Five Cities Every Gentleman Should Experience
Not merely visited — experienced. There is a difference, and the man who travels well knows exactly what it is.
Travel is the only thing you can spend money on that makes you richer — the sentiment has been attributed to everyone from ancient Sufi poets to anonymous Instagram accounts, which suggests it touches something so universally true that humanity keeps reinventing it. But the statement requires a qualifier that is rarely added: it only makes you richer if you travel like a learner rather than a consumer. There is a form of travel that is essentially high-end consumption — beautiful hotels, curated restaurants, instagrammable monuments — and there is nothing wrong with it.
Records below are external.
//! quay-launch entry point.
//!
//! Reads a machine description (JSON) and starts it under QEMU. The VM runs
//! in its own session, so this process exits as soon as the launch is
//! confirmed and leaves the VM running.
//!
//! ```text
//! QUAY_MACHINE=debian.json QUAY_ARCH=x86_64 quay-launch
//! ```

mod config;

use anyhow::Context;
use config::LaunchConfig;
use quay_vm::Machine;
use tracing_subscriber::{layer::SubscriberExt, util::SubscriberInitExt, EnvFilter};

#[tokio::main]
async fn main() -> anyhow::Result<()> {
    // Logs go to stderr; stdout carries only the pid
    tracing_subscriber::registry()
        .with(EnvFilter::from_default_env().add_directive("quay_launch=info".parse()?))
        .with(tracing_subscriber::fmt::layer().with_writer(std::io::stderr))
        .init();

    let config = LaunchConfig::from_env();
    tracing::info!(?config, "Configuration loaded");
    config.validate()?;

    let machine = load_machine(&config)?;
    machine.validate()?;

    let launcher = config.launcher();
    tracing::info!(
        binary = %launcher.binary(),
        cores = machine.cores(),
        memory_mb = machine.memory_mb(),
        drives = machine.drives().len(),
        interfaces = machine.network_interfaces().len(),
        "Launching machine"
    );

    let process = match launcher.launch(&machine).await {
        Ok(process) => process,
        Err(e) => {
            tracing::error!(error = %e, "Launch failed");
            return Err(e.into());
        }
    };

    tracing::info!(pid = process.pid(), "Machine running");
    println!("{}", process.pid());
    Ok(())
}

fn load_machine(config: &LaunchConfig) -> anyhow::Result<Machine> {
    let raw = std::fs::read_to_string(&config.machine_path)
        .with_context(|| format!("reading {}", config.machine_path.display()))?;
    let machine = serde_json::from_str(&raw)
        .with_context(|| format!("parsing {}", config.machine_path.display()))?;
    Ok(machine)
}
But it does not make you wiser, more interesting, or more alive. It gives you beautiful memories. That is a different thing entirely.
The cities below were not chosen for their monuments, though all five have monuments worth entire lifetimes. They were chosen because each one offers the attentive traveller something that cannot be bought or scheduled: a new way of understanding what it means to live well. Each has a distinct philosophy of life embedded in its architecture, its food, its pace, its social customs, and its relationship to time. The gentleman who spends real time in each of these cities — not four days with a checklist, but ten days with an open week in the middle — will return home a different person. Broader. More patient. More curious. More useful to the people around him.
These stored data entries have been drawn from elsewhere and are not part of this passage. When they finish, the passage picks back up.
//! Machine descriptor - the in-memory shape of a virtual machine.

use crate::config::{Drive, Image, NetDev};
use crate::error::{Result, VmError};
use crate::launcher::Launcher;
use crate::process::QemuProcess;
use serde::{Deserialize, Serialize};
use std::collections::HashSet;
use std::path::{Path, PathBuf};

/// A QEMU virtual machine description.
///
/// Sizing is fixed at construction; devices are attached incrementally and
/// never removed. Nothing here touches the filesystem: paths and addresses
/// are only recorded for rendering.
#[derive(Debug, Clone, PartialEq, Eq, Serialize, Deserialize)]
pub struct Machine {
    cores: u32,
    memory_mb: u64,
    #[serde(default)]
    cdrom: Option<PathBuf>,
    #[serde(default)]
    drives: Vec<Drive>,
    #[serde(default)]
    network_interfaces: Vec<NetDev>,
    #[serde(default)]
    display: Option<String>,
    #[serde(default)]
    control_socket: Option<PathBuf>,
}

impl Machine {
    /// Create a machine with `cores` vCPUs and `memory_mb` megabytes of RAM.
    ///
    /// Values are taken as given; see [`Machine::validate`].
    pub fn new(cores: u32, memory_mb: u64) -> Self {
        Self {
            cores,
            memory_mb,
            cdrom: None,
            drives: Vec::new(),
            network_interfaces: Vec::new(),
            display: None,
            control_socket: None,
        }
    }

    /// Attach a disk image as the CD-ROM, replacing any previous one.
    pub fn attach_cdrom(&mut self, path: impl Into<PathBuf>) {
        self.cdrom = Some(path.into());
    }

    /// Append a hard drive.
    pub fn attach_drive(&mut self, drive: Drive) {
        self.drives.push(drive);
    }

    /// Append a hard drive backed by `image`.
    pub fn attach_drive_from_image(&mut self, image: &Image) {
        self.drives.push(Drive::from(image));
    }

    /// Append a network interface.
    pub fn attach_network_interface(&mut self, netdev: NetDev) {
        self.network_interfaces.push(netdev);
    }

    /// Expose a VNC server on `address:port`, replacing any previous one.
    pub fn attach_display(&mut self, address: &str, port: u16) {
        self.display = Some(format!("{address}:{port}"));
    }

    /// Redirect the QMP monitor to a unix socket, replacing any previous one.
    pub fn attach_control_socket(&mut self, path: impl Into<PathBuf>) {
        self.control_socket = Some(path.into());
    }

    pub fn cores(&self) -> u32 {
        self.cores
    }

    pub fn memory_mb(&self) -> u64 {
        self.memory_mb
    }

    pub fn cdrom(&self) -> Option<&Path> {
        self.cdrom.as_deref()
    }

    pub fn drives(&self) -> &[Drive] {
        &self.drives
    }

    pub fn network_interfaces(&self) -> &[NetDev] {
        &self.network_interfaces
    }

    /// Display endpoint as `address:port`.
    pub fn display(&self) -> Option<&str> {
        self.display.as_deref()
    }

    pub fn control_socket(&self) -> Option<&Path> {
        self.control_socket.as_deref()
    }

    /// Check the description for values QEMU would reject.
    ///
    /// [`Launcher::launch`] does not call this; invalid machines are passed
    /// through to the hypervisor as-is.
    ///
    /// # Errors
    /// Returns [`VmError::Config`] for zero cores, zero memory or duplicate
    /// network interface ids.
    pub fn validate(&self) -> Result<()> {
        if self.cores == 0 {
            return Err(VmError::Config("cores must be > 0".into()));
        }

        if self.memory_mb == 0 {
            return Err(VmError::Config("memory_mb must be > 0".into()));
        }

        let mut ids = HashSet::new();
        for netdev in &self.network_interfaces {
            if !ids.insert(netdev.id.as_str()) {
                return Err(VmError::Config(format!(
                    "duplicate network interface id: {}",
                    netdev.id
                )));
            }
        }

        Ok(())
    }

    /// Launch this machine with `qemu-system-<arch>`.
    ///
    /// Shorthand for `Launcher::new(arch).kvm(kvm).launch(self)`.
    ///
    /// # Errors
    /// See [`Launcher::launch`].
    pub async fn start(&self, arch: &str, kvm: bool) -> Result<QemuProcess> {
        Launcher::new(arch).kvm(kvm).launch(self).await
    }
}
Tokyo gets the tourists. Osaka gets the food lovers. But Kyoto gets the people who have been changed by Japan before and want to understand why. The former imperial capital — which served as the seat of Japanese power for over a thousand years before the Meiji government moved the throne to Tokyo in 1869 — is not a city that reveals itself quickly. It is a city that teaches you, almost imperceptibly, that the finest things in life require patience.